*** Information supplied ***

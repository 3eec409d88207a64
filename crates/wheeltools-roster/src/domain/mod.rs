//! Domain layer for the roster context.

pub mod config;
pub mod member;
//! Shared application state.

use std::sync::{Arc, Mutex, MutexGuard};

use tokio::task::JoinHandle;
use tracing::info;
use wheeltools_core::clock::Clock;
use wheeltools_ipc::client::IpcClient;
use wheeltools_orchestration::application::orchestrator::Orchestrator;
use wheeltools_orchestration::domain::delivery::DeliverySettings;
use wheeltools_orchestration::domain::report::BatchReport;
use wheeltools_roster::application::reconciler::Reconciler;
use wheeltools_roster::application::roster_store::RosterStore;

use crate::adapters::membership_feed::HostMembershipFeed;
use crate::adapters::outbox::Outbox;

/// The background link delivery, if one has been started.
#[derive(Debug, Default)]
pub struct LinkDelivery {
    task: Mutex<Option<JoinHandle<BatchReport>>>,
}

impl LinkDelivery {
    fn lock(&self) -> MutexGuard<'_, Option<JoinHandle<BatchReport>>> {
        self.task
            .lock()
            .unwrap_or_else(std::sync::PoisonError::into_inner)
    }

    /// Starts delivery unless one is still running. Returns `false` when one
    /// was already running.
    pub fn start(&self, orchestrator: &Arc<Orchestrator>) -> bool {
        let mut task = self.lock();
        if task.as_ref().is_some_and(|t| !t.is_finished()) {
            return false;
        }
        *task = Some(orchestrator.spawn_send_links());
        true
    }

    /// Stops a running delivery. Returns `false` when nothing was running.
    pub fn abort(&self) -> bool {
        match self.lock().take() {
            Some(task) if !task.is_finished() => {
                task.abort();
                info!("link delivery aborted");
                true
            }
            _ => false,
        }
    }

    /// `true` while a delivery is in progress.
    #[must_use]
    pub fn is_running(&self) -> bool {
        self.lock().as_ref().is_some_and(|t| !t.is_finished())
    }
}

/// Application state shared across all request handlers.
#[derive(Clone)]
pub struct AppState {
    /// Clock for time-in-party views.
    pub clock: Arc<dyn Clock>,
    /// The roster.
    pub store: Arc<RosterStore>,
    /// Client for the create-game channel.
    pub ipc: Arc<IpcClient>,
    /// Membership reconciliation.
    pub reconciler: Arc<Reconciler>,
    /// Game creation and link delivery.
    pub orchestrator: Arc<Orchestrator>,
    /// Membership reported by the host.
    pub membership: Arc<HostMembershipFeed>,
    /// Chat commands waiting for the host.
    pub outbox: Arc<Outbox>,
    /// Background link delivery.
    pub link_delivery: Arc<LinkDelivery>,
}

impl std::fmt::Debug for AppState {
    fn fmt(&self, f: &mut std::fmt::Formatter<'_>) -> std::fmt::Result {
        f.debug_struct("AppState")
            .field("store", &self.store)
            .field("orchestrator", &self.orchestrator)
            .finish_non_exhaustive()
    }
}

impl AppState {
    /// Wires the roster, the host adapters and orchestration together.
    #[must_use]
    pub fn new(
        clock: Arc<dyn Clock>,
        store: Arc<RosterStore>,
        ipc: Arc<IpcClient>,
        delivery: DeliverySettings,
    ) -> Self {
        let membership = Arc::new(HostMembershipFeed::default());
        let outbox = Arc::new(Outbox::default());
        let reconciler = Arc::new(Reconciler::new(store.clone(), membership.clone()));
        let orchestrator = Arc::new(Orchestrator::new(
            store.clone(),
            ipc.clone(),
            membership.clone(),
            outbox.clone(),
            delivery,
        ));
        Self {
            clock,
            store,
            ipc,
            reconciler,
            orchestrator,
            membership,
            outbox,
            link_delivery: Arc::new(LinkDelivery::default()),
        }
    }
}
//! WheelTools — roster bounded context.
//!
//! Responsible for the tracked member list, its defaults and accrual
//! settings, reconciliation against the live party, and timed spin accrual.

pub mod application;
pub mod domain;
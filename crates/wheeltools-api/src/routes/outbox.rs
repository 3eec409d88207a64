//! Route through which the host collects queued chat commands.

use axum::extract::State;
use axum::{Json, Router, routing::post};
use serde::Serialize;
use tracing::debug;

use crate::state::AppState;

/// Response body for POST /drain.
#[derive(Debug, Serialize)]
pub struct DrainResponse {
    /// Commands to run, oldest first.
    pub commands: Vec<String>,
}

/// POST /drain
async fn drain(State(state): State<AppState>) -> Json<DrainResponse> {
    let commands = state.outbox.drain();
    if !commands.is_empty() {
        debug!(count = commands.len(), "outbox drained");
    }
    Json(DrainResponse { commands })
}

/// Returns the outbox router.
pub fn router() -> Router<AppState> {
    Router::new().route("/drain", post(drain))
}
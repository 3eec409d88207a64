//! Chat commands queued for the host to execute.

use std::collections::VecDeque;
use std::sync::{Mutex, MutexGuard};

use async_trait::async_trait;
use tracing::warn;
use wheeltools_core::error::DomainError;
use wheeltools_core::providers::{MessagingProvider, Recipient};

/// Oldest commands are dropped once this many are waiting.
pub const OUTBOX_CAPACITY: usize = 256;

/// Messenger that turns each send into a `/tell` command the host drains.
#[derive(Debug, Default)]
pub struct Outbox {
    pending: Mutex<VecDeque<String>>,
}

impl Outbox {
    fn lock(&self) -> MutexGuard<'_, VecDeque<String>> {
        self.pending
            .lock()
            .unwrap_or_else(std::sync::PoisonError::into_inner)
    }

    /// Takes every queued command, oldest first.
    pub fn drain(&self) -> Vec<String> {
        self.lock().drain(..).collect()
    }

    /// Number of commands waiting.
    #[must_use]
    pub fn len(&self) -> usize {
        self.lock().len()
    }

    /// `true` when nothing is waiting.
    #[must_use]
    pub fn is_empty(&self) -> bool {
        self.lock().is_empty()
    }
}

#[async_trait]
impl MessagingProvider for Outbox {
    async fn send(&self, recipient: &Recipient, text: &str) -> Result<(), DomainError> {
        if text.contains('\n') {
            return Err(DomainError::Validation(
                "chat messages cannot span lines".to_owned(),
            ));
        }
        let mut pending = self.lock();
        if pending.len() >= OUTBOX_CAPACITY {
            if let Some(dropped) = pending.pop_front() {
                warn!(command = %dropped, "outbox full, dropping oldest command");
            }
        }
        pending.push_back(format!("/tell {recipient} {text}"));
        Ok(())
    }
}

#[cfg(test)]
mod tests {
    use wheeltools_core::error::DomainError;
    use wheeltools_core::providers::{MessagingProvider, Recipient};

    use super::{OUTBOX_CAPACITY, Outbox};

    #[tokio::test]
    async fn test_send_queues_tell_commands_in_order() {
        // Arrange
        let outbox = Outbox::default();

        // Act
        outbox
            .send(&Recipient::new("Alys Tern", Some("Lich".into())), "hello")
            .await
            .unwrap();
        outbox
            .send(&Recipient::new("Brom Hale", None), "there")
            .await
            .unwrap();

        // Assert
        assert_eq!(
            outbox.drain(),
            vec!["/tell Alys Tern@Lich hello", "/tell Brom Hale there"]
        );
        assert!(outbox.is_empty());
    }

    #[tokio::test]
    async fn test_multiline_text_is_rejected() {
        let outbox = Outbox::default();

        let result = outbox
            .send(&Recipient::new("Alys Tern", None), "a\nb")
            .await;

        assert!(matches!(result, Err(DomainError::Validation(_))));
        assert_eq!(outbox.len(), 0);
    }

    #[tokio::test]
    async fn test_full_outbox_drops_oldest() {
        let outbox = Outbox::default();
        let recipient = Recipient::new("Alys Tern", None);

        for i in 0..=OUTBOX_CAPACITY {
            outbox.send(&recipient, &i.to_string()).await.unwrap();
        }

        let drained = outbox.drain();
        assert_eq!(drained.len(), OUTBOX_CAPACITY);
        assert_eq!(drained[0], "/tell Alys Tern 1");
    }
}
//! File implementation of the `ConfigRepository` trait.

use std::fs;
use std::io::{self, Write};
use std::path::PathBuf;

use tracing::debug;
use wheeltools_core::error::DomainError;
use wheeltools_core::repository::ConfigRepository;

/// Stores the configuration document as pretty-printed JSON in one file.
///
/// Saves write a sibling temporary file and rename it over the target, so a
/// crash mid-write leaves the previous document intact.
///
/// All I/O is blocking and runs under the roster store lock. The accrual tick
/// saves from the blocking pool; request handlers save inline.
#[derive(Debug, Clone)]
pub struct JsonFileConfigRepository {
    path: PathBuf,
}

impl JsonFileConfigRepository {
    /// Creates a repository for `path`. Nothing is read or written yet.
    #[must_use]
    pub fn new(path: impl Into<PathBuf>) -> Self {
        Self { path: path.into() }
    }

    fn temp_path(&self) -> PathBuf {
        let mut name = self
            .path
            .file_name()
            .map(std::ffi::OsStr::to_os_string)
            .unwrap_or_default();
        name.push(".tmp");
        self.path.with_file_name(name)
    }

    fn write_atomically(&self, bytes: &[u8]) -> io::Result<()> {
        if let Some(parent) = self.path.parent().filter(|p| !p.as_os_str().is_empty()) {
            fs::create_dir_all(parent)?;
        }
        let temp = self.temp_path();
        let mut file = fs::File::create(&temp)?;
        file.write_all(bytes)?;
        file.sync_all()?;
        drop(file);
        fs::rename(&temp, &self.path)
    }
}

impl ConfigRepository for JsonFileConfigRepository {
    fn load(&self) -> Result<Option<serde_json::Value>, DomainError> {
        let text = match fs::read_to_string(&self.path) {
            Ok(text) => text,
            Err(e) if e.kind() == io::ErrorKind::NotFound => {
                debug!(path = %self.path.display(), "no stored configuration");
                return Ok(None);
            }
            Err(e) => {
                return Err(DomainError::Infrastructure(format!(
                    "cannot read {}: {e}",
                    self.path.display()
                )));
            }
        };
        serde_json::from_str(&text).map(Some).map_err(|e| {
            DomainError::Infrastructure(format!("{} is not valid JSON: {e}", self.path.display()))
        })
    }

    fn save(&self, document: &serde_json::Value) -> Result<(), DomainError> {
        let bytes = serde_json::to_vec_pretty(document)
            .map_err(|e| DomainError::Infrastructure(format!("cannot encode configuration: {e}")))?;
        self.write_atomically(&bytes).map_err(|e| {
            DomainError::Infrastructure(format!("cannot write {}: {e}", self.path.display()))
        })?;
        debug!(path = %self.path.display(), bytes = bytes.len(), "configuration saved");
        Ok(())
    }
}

*** End of Information supplied ***
*** Information supplied ***

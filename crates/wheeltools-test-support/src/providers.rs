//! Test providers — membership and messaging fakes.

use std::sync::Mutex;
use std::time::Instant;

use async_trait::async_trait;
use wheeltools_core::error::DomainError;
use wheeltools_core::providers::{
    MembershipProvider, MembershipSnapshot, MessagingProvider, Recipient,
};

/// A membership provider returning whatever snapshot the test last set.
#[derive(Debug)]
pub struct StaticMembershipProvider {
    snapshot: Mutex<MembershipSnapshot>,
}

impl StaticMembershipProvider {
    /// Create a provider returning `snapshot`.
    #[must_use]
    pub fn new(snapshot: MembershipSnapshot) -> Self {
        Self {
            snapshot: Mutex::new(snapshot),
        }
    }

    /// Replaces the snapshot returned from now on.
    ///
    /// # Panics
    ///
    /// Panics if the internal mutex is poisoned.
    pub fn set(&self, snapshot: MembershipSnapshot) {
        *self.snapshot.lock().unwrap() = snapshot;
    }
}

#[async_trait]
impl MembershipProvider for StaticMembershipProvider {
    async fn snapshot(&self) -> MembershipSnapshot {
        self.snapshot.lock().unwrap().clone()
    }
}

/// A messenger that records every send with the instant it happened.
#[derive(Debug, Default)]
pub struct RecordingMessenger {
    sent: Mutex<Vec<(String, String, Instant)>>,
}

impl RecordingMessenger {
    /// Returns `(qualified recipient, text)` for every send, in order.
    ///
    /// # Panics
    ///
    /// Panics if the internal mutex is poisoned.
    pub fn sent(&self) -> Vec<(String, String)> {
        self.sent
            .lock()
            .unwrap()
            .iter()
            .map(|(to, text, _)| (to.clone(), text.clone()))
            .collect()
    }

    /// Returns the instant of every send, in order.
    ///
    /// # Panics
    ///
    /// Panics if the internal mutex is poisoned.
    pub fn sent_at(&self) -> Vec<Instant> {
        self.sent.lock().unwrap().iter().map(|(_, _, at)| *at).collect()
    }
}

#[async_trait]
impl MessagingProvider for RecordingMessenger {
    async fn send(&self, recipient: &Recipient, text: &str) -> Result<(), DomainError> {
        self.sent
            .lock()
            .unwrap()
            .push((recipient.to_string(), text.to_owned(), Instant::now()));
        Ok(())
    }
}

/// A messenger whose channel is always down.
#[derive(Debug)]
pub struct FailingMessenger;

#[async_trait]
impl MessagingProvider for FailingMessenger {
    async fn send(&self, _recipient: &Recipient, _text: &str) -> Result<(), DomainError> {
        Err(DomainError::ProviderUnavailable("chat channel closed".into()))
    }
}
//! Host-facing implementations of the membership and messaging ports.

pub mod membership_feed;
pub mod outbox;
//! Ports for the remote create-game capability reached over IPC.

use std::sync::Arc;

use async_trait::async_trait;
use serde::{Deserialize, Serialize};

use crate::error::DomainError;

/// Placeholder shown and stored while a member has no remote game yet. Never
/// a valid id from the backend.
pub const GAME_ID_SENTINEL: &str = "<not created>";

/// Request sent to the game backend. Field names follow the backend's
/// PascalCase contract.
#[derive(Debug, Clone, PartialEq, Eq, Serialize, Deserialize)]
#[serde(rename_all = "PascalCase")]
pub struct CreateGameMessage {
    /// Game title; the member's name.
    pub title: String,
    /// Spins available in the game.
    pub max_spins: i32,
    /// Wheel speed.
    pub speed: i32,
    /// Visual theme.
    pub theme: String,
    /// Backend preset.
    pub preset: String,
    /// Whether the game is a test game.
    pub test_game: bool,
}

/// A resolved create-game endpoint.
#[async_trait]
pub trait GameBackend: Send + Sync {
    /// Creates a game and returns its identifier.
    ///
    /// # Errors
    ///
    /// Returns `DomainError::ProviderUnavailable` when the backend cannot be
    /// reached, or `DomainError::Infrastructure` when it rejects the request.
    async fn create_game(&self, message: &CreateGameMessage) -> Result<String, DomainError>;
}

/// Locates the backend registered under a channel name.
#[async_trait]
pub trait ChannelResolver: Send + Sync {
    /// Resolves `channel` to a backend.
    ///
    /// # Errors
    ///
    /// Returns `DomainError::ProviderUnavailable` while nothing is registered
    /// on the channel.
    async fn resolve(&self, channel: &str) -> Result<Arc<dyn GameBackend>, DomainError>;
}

*** End of Information supplied ***

The problem
The expected output is each line of the records above that includes the word "waiting".

Written answer
    /// Chat commands waiting for the host.
/// Oldest commands are dropped once this many are waiting.
    /// Number of commands waiting.
    /// `true` when nothing is waiting.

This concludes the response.